DMITRY SAMAROV was born in Moscow, USSR in 1970. He immigrated to the US with his family in 1978. He got in trouble in 1st grade for doodling on his Lenin Red Star pin and hasn’t stopped doodling since. After a false start at Parsons School of Design in New York, he graduated with a BFA in painting and printmaking from the School of the Art Institute of Chicago in 1993.
A hallmark of a talented artist is his or her ability to take something everyday, mundane almost, and shift the viewer’s perspective of that object or scene. Dmitry has this quality. The main subject of the work selected for this series is the domestic. Household places that we experience everyday are given a freshness through his choice of framing, color, and a very deliberate heaviness that occurs with oil pastels.
This gallery’s first piece, The Mess I’ve Made, felt like good place to start. Whether or not this is Dmitry’s actual creative studio, it feels like a place of genesis for all of the other pieces. The title works with the piece, as the almost self-deprecation in referring to the space as a ‘mess’ brings a humility to our artist. Of course, most viewers, be they artists or enjoyers of art, will not see a mess, but a sacred space.
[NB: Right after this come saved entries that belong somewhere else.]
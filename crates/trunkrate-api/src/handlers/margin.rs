//! Margin snapshot handlers

use actix_web::{web, HttpResponse};
use tracing::{instrument, warn};
use trunkrate_core::AppError;
use validator::Validate;

use crate::dto::{ApiResponse, MarginSnapshotRequest, ProjectedMarginRequest};
use crate::handlers::AppState;

/// Aggregate a closed set of rating results
///
/// POST /api/v1/margin/snapshot
#[instrument(skip(state, req))]
pub async fn snapshot(
    state: web::Data<AppState>,
    req: web::Json<MarginSnapshotRequest>,
) -> Result<HttpResponse, AppError> {
    req.validate().map_err(|e| {
        warn!("Margin snapshot validation failed: {}", e);
        AppError::Validation(e.to_string())
    })?;

    let snapshot = state.aggregator.snapshot_from_results(&req.results)?;
    Ok(HttpResponse::Ok().json(ApiResponse::success(snapshot)))
}

/// Project margin from a zone rate table and per-zone volumes
///
/// POST /api/v1/margin/projected
#[instrument(skip(state, req))]
pub async fn projected(
    state: web::Data<AppState>,
    req: web::Json<ProjectedMarginRequest>,
) -> Result<HttpResponse, AppError> {
    req.validate().map_err(|e| {
        warn!("Margin projection validation failed: {}", e);
        AppError::Validation(e.to_string())
    })?;

    let snapshot = state
        .aggregator
        .projected_snapshot(&req.zones, &req.volume_by_zone)?;
    Ok(HttpResponse::Ok().json(ApiResponse::success(snapshot)))
}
The messiness leans to an absentmindedness, a focus of the artist on the making of the work instead of cleaning up.
Upon graduation he promptly began driving a cab—first in Boston, then after a time, in Chicago— which eventually led to the publication of his illustrated work memoirs Hack: Stories from a Chicago Cab (University of Chicago Press, 2011) and Where To? A Hack Memoir (Curbside Splendor, 2014). He has exhibited his work in all manner of bars, coffeeshops, libraries, and even the odd gallery (when he’s really hard up).
He no longer drives a cab.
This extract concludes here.